Fire activity is shown in graphs f and g, demonstrating a long-term decrease in fire activity over the past 3070 years. The Medieval Warming Period is labeled as “MCA” and Little Ice Age as “LIA”. Graph b is a proxy of temperature and precipitation, which was higher during the MCA, Roman, and Minoan Warming Periods. Horizontal axis is years before the present.

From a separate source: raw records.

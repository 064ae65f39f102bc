use serde::{Deserialize, Serialize};
use std::fs;
use std::path::{Path, PathBuf};
use anyhow::{Result, anyhow};

use crate::ollama::{DEFAULT_BASE_URL, DEFAULT_MODEL};

#[derive(Serialize, Deserialize, Debug, Clone)]
pub struct Config {
    #[serde(default = "default_base_url")]
    pub base_url: String,
    #[serde(default = "default_model")]
    pub model: String,
}

fn default_base_url() -> String {
    DEFAULT_BASE_URL.to_string()
}

fn default_model() -> String {
    DEFAULT_MODEL.to_string()
}

impl Default for Config {
    fn default() -> Self {
        Self {
            base_url: default_base_url(),
            model: default_model(),
        }
    }
}

impl Config {
    pub fn load() -> Result<Self> {
        let config_path = Self::config_path()?;
        Self::load_from(&config_path)
    }

    pub fn load_from(path: &Path) -> Result<Self> {
        if !path.exists() {
            return Ok(Self::default());
        }

        let config_content = fs::read_to_string(path)?;
        let config: Config = serde_json::from_str(&config_content)?;
        Ok(config)
    }

    #[allow(dead_code)]
    pub fn save_to(&self, path: &Path) -> Result<()> {
        // Create config directory if it doesn't exist
        if let Some(parent) = path.parent() {
            fs::create_dir_all(parent)?;
        }

        let config_content = serde_json::to_string_pretty(self)?;
        fs::write(path, config_content)?;
        Ok(())
    }

    fn config_path() -> Result<PathBuf> {
        let config_dir = dirs::config_dir()
            .ok_or_else(|| anyhow!("Could not determine config directory"))?;

        Ok(config_dir.join("llamachat").join("config.json"))
    }
}
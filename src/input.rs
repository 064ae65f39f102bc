use crossterm::event::{KeyCode, KeyEvent};

pub const PROMPT: &str = "> ";
pub const PLACEHOLDER: &str = "Send a message...";

const CHAR_LIMIT: usize = 280;

/// Convert a character index to a byte index for UTF-8 safe string operations
fn char_to_byte_index(s: &str, char_idx: usize) -> usize {
    s.char_indices()
        .nth(char_idx)
        .map(|(i, _)| i)
        .unwrap_or(s.len())
}

/// Single-line text entry. The conversation controller reads its value only
/// on submit and calls `reset` after; everything else is cursor bookkeeping.
#[derive(Debug, Default)]
pub struct InputBox {
    value: String,
    cursor: usize,
}

impl InputBox {
    pub fn new() -> Self {
        Self::default()
    }

    pub fn value(&self) -> &str {
        &self.value
    }

    /// Cursor position in characters, not bytes.
    pub fn cursor(&self) -> usize {
        self.cursor
    }

    pub fn is_blank(&self) -> bool {
        self.value.trim().is_empty()
    }

    pub fn reset(&mut self) {
        self.value.clear();
        self.cursor = 0;
    }

    pub fn handle_key(&mut self, key: KeyEvent) {
        match key.code {
            KeyCode::Backspace => {
                if self.cursor > 0 {
                    self.cursor -= 1;
                    let byte_pos = char_to_byte_index(&self.value, self.cursor);
                    self.value.remove(byte_pos);
                }
            }
            KeyCode::Delete => {
                if self.cursor < self.value.chars().count() {
                    let byte_pos = char_to_byte_index(&self.value, self.cursor);
                    self.value.remove(byte_pos);
                }
            }
            KeyCode::Left => {
                self.cursor = self.cursor.saturating_sub(1);
            }
            KeyCode::Right => {
                self.cursor = (self.cursor + 1).min(self.value.chars().count());
            }
            KeyCode::Home => {
                self.cursor = 0;
            }
            KeyCode::End => {
                self.cursor = self.value.chars().count();
            }
            KeyCode::Char(c) => {
                if self.value.chars().count() < CHAR_LIMIT {
                    let byte_pos = char_to_byte_index(&self.value, self.cursor);
                    self.value.insert(byte_pos, c);
                    self.cursor += 1;
                }
            }
            _ => {}
        }
    }
}

#[cfg(test)]
mod tests {
    use super::*;
    use crossterm::event::KeyModifiers;

    fn key(code: KeyCode) -> KeyEvent {
        KeyEvent::new(code, KeyModifiers::NONE)
    }

    fn type_text(input: &mut InputBox, text: &str) {
        for c in text.chars() {
            input.handle_key(key(KeyCode::Char(c)));
        }
    }

    #[test]
    fn test_typing_advances_cursor() {
        let mut input = InputBox::new();
        type_text(&mut input, "hello");
        assert_eq!(input.value(), "hello");
        assert_eq!(input.cursor(), 5);
    }

    #[test]
    fn test_insert_mid_string_is_utf8_safe() {
        let mut input = InputBox::new();
        type_text(&mut input, "héllo");
        input.handle_key(key(KeyCode::Left));
        input.handle_key(key(KeyCode::Left));
        input.handle_key(key(KeyCode::Char('x')));
        assert_eq!(input.value(), "héxllo");
    }

    #[test]
    fn test_backspace_removes_before_cursor() {
        let mut input = InputBox::new();
        type_text(&mut input, "héllo");
        input.handle_key(key(KeyCode::Left));
        input.handle_key(key(KeyCode::Backspace));
        assert_eq!(input.value(), "hélo");
        assert_eq!(input.cursor(), 3);
    }

    #[test]
    fn test_delete_removes_at_cursor() {
        let mut input = InputBox::new();
        type_text(&mut input, "abc");
        input.handle_key(key(KeyCode::Home));
        input.handle_key(key(KeyCode::Delete));
        assert_eq!(input.value(), "bc");
        assert_eq!(input.cursor(), 0);
    }

    #[test]
    fn test_home_and_end() {
        let mut input = InputBox::new();
        type_text(&mut input, "abc");
        input.handle_key(key(KeyCode::Home));
        assert_eq!(input.cursor(), 0);
        input.handle_key(key(KeyCode::End));
        assert_eq!(input.cursor(), 3);
    }

    #[test]
    fn test_char_limit_is_enforced() {
        let mut input = InputBox::new();
        for _ in 0..CHAR_LIMIT + 10 {
            input.handle_key(key(KeyCode::Char('a')));
        }
        assert_eq!(input.value().chars().count(), CHAR_LIMIT);
    }

    #[test]
    fn test_blank_detection() {
        let mut input = InputBox::new();
        assert!(input.is_blank());
        type_text(&mut input, "   ");
        assert!(input.is_blank());
        type_text(&mut input, "x");
        assert!(!input.is_blank());
    }

    #[test]
    fn test_reset_clears_value_and_cursor() {
        let mut input = InputBox::new();
        type_text(&mut input, "hello");
        input.reset();
        assert_eq!(input.value(), "");
        assert_eq!(input.cursor(), 0);
    }
}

Climatic and human controls on the late Holocene fire history of northern Israel
Nadine B. Quintana Krupinskia, , ,
Jennifer R. Marlonb,
Joseph H. Streetd,
a Department of Earth and Planetary Sciences, University of California Santa Cruz, Santa Cruz, CA 95064, USA
b Yale School of Forestry & Environmental Studies, New Haven, CT 06511, USA
c Yigal Allon Kinneret Limnological Laboratory, Israel Oceanographic and Limnological Research, P.O. Box 345, Tiberias N/A 14102, Israel
d Institute of Marine Sciences, University of California Santa Cruz, Santa Cruz, CA 95064, USA
Long-term fire histories provide insight into the effects of climate, ecology and humans on fire activity; they can be generated using accumulation rates of charcoal and soot black carbon in lacustrine sediments. This study uses both charcoal and black carbon, and other paleoclimate indicators from Lake Kinneret (Sea of Galilee), Israel, to reconstruct late Holocene variations in biomass burning and aridity. We compare the fire history data with a regional biomass-burning reconstruction from 18 different charcoal records and with pollen, climate, and population data to decipher the relative impacts of regional climate, vegetation changes, and human activity on fire. We show a long-term decline in fire activity over the past 3070 years, from high biomass burning ~ 3070–1750 cal yr BP [before the present] to significantly lower levels after ~ 1750 cal yr BP [before the present]. Human modification of the landscape (e.g., forest clearing, agriculture, settlement expansion and early industry) in periods of low to moderate precipitation appears to have been the greatest cause of high biomass burning during the late Holocene in southern Levant, while wetter climate apparently reduced fire activity during periods of both low and high human activity.